Rahman qualified in medicine from University of Oxford in 1991, and completed a PhD in Molecular Genetics in 1999 on the Wilms' tumor susceptibility gene FWT1. She completed her Certificate of Completion of Specialist Training in Clinical Genetics in 2001.

She is head of Genetics and Epidemiology at the Institute of Cancer Research, based at the Sir Richard Doll Building in Sutton. She specialises in research into the genetic mechanisms that cause cancer, particularly among groups with a predisposition to paediatric cancers or breast cancer. Through her research, Professor Rahman has provided improved screening and treatment options for NHS patients, and also provides advice on rare cancer genetics to clinicians internationally. She blogs about her work at Harvesting the Genome.

Rahman has a clinical role as head of the cancer genetics service at The Royal Marsden and St George’s Hospital in south west London.

Rahman was elected a Fellow of the Academy of Medical Sciences in 2010. Her nomination reads:

Nazneen Rahman is Professor of Human Genetics at the Institute of Cancer Research and Head of the Clinical Genetics Department at the Royal Marsden Hospital.

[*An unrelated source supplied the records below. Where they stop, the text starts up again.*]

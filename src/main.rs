// SPDX-License-Identifier: MPL-2.0
use frame_remote::app::{self, Flags};
use tracing_subscriber::EnvFilter;

fn main() -> iced::Result {
    tracing_subscriber::fmt()
        .with_env_filter(
            EnvFilter::try_from_default_env().unwrap_or_else(|_| EnvFilter::new("info")),
        )
        .init();

    let mut args = pico_args::Arguments::from_env();

    let flags = Flags {
        server: args.opt_value_from_str("--server").unwrap_or(None),
        config_dir: args.opt_value_from_str("--config-dir").unwrap_or(None),
    };

    app::run(flags)
}
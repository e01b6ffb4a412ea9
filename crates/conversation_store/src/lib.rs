//! In-memory conversation state for a chat session.
//!
//! The state tree (conversations, prompts, selection, loading/banner flags)
//! is mutated only through the fixed reducer set on [`ConversationStore`].
//! Every reducer is total; callers that need to observe a missing target do
//! so through the reducer's return value, never through a panic.

mod ids;
mod schema;
mod store;

pub use ids::{local_conversation_id, unix_millis_now, wall_clock_id};
pub use schema::{Conversation, Message, Prompt, Role};
pub use store::{ConversationStore, State};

Her research work has been directed towards the mapping, identification and clinical characterisation of human disease genes using genome-wide linkage analysis, positional cloning, candidate gene resequencing, genome-wide association analyses and epigenetic assays. Her primary areas of research are breast cancer susceptibility, childhood cancer susceptibility and human growth disorders. In her relatively short career to date she has already identified and characterised 4 breast cancer predisposition genes and two childhood cancer predisposition genes and two overgrowth genes.